**Provided data:**
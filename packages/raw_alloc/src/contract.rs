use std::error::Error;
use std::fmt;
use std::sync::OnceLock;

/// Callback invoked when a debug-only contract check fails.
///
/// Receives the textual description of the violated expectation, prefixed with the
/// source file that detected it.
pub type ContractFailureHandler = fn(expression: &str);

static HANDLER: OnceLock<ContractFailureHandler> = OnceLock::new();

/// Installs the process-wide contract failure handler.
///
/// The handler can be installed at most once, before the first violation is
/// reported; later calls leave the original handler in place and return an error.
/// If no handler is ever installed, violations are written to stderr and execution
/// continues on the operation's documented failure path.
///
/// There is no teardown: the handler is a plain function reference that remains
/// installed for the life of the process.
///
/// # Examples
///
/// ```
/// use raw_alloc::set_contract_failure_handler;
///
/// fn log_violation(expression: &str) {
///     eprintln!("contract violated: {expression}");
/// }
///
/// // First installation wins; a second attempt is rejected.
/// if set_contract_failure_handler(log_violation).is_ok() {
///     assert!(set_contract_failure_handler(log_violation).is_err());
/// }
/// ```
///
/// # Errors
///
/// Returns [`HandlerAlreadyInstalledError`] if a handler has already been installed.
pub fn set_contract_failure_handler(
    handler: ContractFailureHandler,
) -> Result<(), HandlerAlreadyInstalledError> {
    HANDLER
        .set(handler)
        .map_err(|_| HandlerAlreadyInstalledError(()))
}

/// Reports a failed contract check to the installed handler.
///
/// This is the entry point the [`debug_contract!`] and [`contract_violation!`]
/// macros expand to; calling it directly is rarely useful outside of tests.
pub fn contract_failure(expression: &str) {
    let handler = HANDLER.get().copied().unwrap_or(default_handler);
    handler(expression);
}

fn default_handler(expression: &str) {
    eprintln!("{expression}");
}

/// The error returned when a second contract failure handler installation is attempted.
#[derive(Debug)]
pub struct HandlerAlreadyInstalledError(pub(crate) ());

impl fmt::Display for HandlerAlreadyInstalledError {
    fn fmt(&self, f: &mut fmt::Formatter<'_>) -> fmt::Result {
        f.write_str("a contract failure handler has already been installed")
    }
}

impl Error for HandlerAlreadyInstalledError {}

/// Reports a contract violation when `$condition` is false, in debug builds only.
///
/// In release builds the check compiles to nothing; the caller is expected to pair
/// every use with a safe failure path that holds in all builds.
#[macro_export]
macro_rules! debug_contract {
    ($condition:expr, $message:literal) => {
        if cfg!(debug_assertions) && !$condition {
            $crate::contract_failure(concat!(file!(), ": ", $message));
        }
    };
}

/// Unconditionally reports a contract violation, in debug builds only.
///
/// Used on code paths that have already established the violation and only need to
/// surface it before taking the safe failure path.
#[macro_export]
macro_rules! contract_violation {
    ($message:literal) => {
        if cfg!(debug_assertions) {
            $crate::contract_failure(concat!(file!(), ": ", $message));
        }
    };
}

**Exercise description:**
Search the entries above for lines containing the word "builds", and copy each one.

**Response for this exercise:**
/// Reports a contract violation when `$condition` is false, in debug builds only.
/// In release builds the check compiles to nothing; the caller is expected to pair
/// every use with a safe failure path that holds in all builds.
/// Unconditionally reports a contract violation, in debug builds only.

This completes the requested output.